### EXERCISE PROMPT
State how many lines in the listing contain the string "RowRef", and add nothing to that number.

[RECORDS PROVIDED — start]

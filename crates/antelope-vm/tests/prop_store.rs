// ━━━━━━━━━━━━━━━━━━━━━━━━━━━━━━━━━━━━━━━━━━━━━━━━━━━━━━━━━━━━━━━━━━━━━━━━━━
// PROPERTY-BASED TESTS — antelope-vm
//
// These tests verify invariants that MUST hold for ALL possible inputs.
// proptest generates thousands of random inputs per property.
//
// ZERO production code changes — this is a #[cfg(test)] integration test.
// Run: cargo test --release -p antelope-vm --test prop_store
// ━━━━━━━━━━━━━━━━━━━━━━━━━━━━━━━━━━━━━━━━━━━━━━━━━━━━━━━━━━━━━━━━━━━━━━━━━━

use antelope_vm::iterator_cache::{IteratorCache, RowRef};
use antelope_vm::name::Name;
use antelope_vm::store::{Checksum256, OrderedF64, Row, SecondaryIndex, SecondaryKey, Store};
use proptest::prelude::*;

const CODE: Name = Name(1);
const SCOPE: Name = Name(2);
const TABLE: Name = Name(3);

#[derive(Debug, Clone, Copy)]
enum Op {
    Insert(u64),
    Erase(u64),
}

fn arb_ops() -> impl Strategy<Value = Vec<Op>> {
    proptest::collection::vec(
        (any::<bool>(), 0u64..64).prop_map(|(insert, k)| {
            if insert {
                Op::Insert(k)
            } else {
                Op::Erase(k)
            }
        }),
        0..200,
    )
}

proptest! {
    /// PROPERTY: replaying Insert/Erase ops against a primary index always
    /// leaves at most one row per key (spec §4.3: primary keys are unique),
    /// and `erase` leaves no dangling secondary entries behind.
    #[test]
    fn prop_primary_index_stays_unique_and_erase_is_total(ops in arb_ops()) {
        let mut store = Store::new();
        let table_id = store.get_or_create_table_id(CODE, SCOPE, TABLE);
        for op in ops {
            let table = store.table_mut(table_id).unwrap();
            match op {
                Op::Insert(k) => {
                    table.idx64.set(k, Name(9), SecondaryKey::U64(k));
                    table.primary.insert(k, Row { primary_key: k, payer: Name(9), value: vec![] });
                }
                Op::Erase(k) => {
                    table.erase(k);
                }
            }
        }
        let table = store.table(table_id).unwrap();
        let mut seen = std::collections::HashSet::new();
        for key in table.primary.keys() {
            prop_assert!(seen.insert(*key), "duplicate primary key {key}");
        }
        // every live primary key still has its idx64 entry, and no erased
        // key left one behind.
        for key in 0u64..64 {
            let has_row = table.primary.contains_key(&key);
            let has_idx = table.idx64.get_by_primary(key).is_some();
            prop_assert_eq!(has_row, has_idx, "row/secondary-entry mismatch for key {key}");
        }
    }

    /// PROPERTY: a u64 secondary index, populated from arbitrary distinct
    /// primary/secondary key pairs, always iterates in non-decreasing
    /// (secondary_key, primary_key) order (spec §4.4).
    #[test]
    fn prop_secondary_u64_iterates_in_order(
        mut pairs in proptest::collection::vec((0u64..50, any::<u64>()), 0..100)
    ) {
        pairs.sort_by_key(|&(pk, _)| pk);
        pairs.dedup_by_key(|&mut (pk, _)| pk);

        let mut idx = SecondaryIndex::default();
        for &(pk, sk) in &pairs {
            idx.set(pk, Name(1), SecondaryKey::U64(sk));
        }

        let mut collected = Vec::new();
        let mut current = idx.lower_bound(SecondaryKey::U64(0)).copied();
        while let Some(entry) = current {
            collected.push((entry.secondary_key, entry.primary_key));
            current = idx.next(&entry).copied();
        }

        let mut expected = collected.clone();
        expected.sort_by(|a, b| a.0.cmp(&b.0).then(a.1.cmp(&b.1)));
        prop_assert_eq!(collected, expected);
    }

    /// PROPERTY: Checksum256's stored bytes never change no matter what
    /// value is stored — only `Ord` applies the half-swap-and-reverse
    /// transform (spec §4.4/§9).
    #[test]
    fn prop_checksum256_storage_is_untransformed(bytes in proptest::collection::vec(any::<u8>(), 32..=32)) {
        let mut arr = [0u8; 32];
        arr.copy_from_slice(&bytes);
        let c = Checksum256(arr);
        prop_assert_eq!(c.0, arr);
    }

    /// PROPERTY: OrderedF64 preserves the numeric order of any finite pair
    /// of f64 values (spec §4.4: idx_double is expected to order like IEEE
    /// doubles for non-NaN input).
    #[test]
    fn prop_ordered_f64_preserves_pairwise_order(a in -1.0e30f64..1.0e30, b in -1.0e30f64..1.0e30) {
        let oa = OrderedF64::from_f64(a);
        let ob = OrderedF64::from_f64(b);
        prop_assert_eq!(a < b, oa < ob);
        prop_assert_eq!(a == b, oa == ob);
    }

    /// PROPERTY: end-of-table sentinels are stable and unique per table
    /// across any sequence of (possibly repeated) table visits (spec §4.2).
    #[test]
    fn prop_end_iterator_stable_per_table(table_ids in proptest::collection::vec(0u64..20, 0..200)) {
        let mut cache = IteratorCache::new();
        let mut seen: std::collections::HashMap<u64, i64> = std::collections::HashMap::new();
        for table_id in table_ids {
            let end = cache.cache_table(table_id);
            prop_assert!(end < -1);
            if let Some(&prev) = seen.get(&table_id) {
                prop_assert_eq!(end, prev);
            } else {
                seen.insert(table_id, end);
            }
            prop_assert_eq!(cache.table_from_end_iterator(end), Some(table_id));
        }
        // every minted sentinel is distinct across distinct tables
        let mut sentinels: Vec<i64> = seen.values().copied().collect();
        let before = sentinels.len();
        sentinels.sort();
        sentinels.dedup();
        prop_assert_eq!(sentinels.len(), before);
    }

    /// PROPERTY: a removed (tombstoned) iterator handle never resolves to a
    /// row again, regardless of how many live handles surround it (spec
    /// §4.2).
    #[test]
    fn prop_removed_handle_never_resurfaces(
        n in 1usize..30,
        remove_at in 0usize..30,
    ) {
        let mut cache = IteratorCache::new();
        let mut handles = Vec::new();
        for i in 0..n {
            handles.push(cache.add(RowRef { table_id: 0, primary_key: i as u64 }));
        }
        let idx = remove_at % n;
        let removed = handles[idx];
        prop_assert!(cache.remove(removed));
        prop_assert!(cache.get(removed).is_none());
        for (i, &h) in handles.iter().enumerate() {
            if i != idx {
                prop_assert!(cache.get(h).is_some());
            }
        }
    }
}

[RECORDS PROVIDED — finish]

### ANSWER AREA
2